:: WHAT TO PRODUCE ::
Select every line containing the word "products" from the material, and copy those lines.

+++++

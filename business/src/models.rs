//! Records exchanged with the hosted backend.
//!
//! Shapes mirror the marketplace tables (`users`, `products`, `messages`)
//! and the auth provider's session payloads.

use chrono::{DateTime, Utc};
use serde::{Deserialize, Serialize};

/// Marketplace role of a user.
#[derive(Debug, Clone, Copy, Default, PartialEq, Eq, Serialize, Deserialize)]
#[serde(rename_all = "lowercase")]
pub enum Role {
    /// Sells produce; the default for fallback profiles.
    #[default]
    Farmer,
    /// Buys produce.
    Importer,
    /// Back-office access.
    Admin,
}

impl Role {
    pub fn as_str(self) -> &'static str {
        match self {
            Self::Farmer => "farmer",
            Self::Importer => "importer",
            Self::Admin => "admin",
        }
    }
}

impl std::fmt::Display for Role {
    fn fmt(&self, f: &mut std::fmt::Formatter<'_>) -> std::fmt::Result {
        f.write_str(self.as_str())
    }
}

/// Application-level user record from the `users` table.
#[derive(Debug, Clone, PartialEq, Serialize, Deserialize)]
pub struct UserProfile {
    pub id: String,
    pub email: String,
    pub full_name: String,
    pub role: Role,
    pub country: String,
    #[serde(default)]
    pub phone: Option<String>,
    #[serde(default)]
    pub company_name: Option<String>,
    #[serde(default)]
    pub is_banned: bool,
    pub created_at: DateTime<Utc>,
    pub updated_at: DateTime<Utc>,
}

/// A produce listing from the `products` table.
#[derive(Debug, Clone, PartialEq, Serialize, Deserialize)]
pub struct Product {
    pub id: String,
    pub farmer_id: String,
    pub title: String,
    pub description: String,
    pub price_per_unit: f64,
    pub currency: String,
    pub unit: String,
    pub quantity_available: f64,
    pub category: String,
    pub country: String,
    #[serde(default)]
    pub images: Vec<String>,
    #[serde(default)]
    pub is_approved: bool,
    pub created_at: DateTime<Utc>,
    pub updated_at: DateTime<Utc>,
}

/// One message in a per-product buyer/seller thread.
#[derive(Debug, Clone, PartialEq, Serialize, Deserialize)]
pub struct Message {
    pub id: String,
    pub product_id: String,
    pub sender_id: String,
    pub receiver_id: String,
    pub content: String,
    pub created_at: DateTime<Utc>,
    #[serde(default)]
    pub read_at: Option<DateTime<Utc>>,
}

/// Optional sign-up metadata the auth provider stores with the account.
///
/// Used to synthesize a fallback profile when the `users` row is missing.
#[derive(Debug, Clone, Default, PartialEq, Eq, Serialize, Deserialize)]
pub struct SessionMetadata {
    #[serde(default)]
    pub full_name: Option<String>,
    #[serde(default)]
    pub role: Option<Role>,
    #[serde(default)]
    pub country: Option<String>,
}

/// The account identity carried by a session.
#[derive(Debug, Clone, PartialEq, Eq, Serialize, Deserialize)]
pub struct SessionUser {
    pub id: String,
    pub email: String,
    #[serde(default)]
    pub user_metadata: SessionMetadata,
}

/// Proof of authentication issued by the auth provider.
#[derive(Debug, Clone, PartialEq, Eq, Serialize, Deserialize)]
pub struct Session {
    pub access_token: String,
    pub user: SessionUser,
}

+++++

:: ANSWER SPACE ::
//! Shapes mirror the marketplace tables (`users`, `products`, `messages`)
/// A produce listing from the `products` table.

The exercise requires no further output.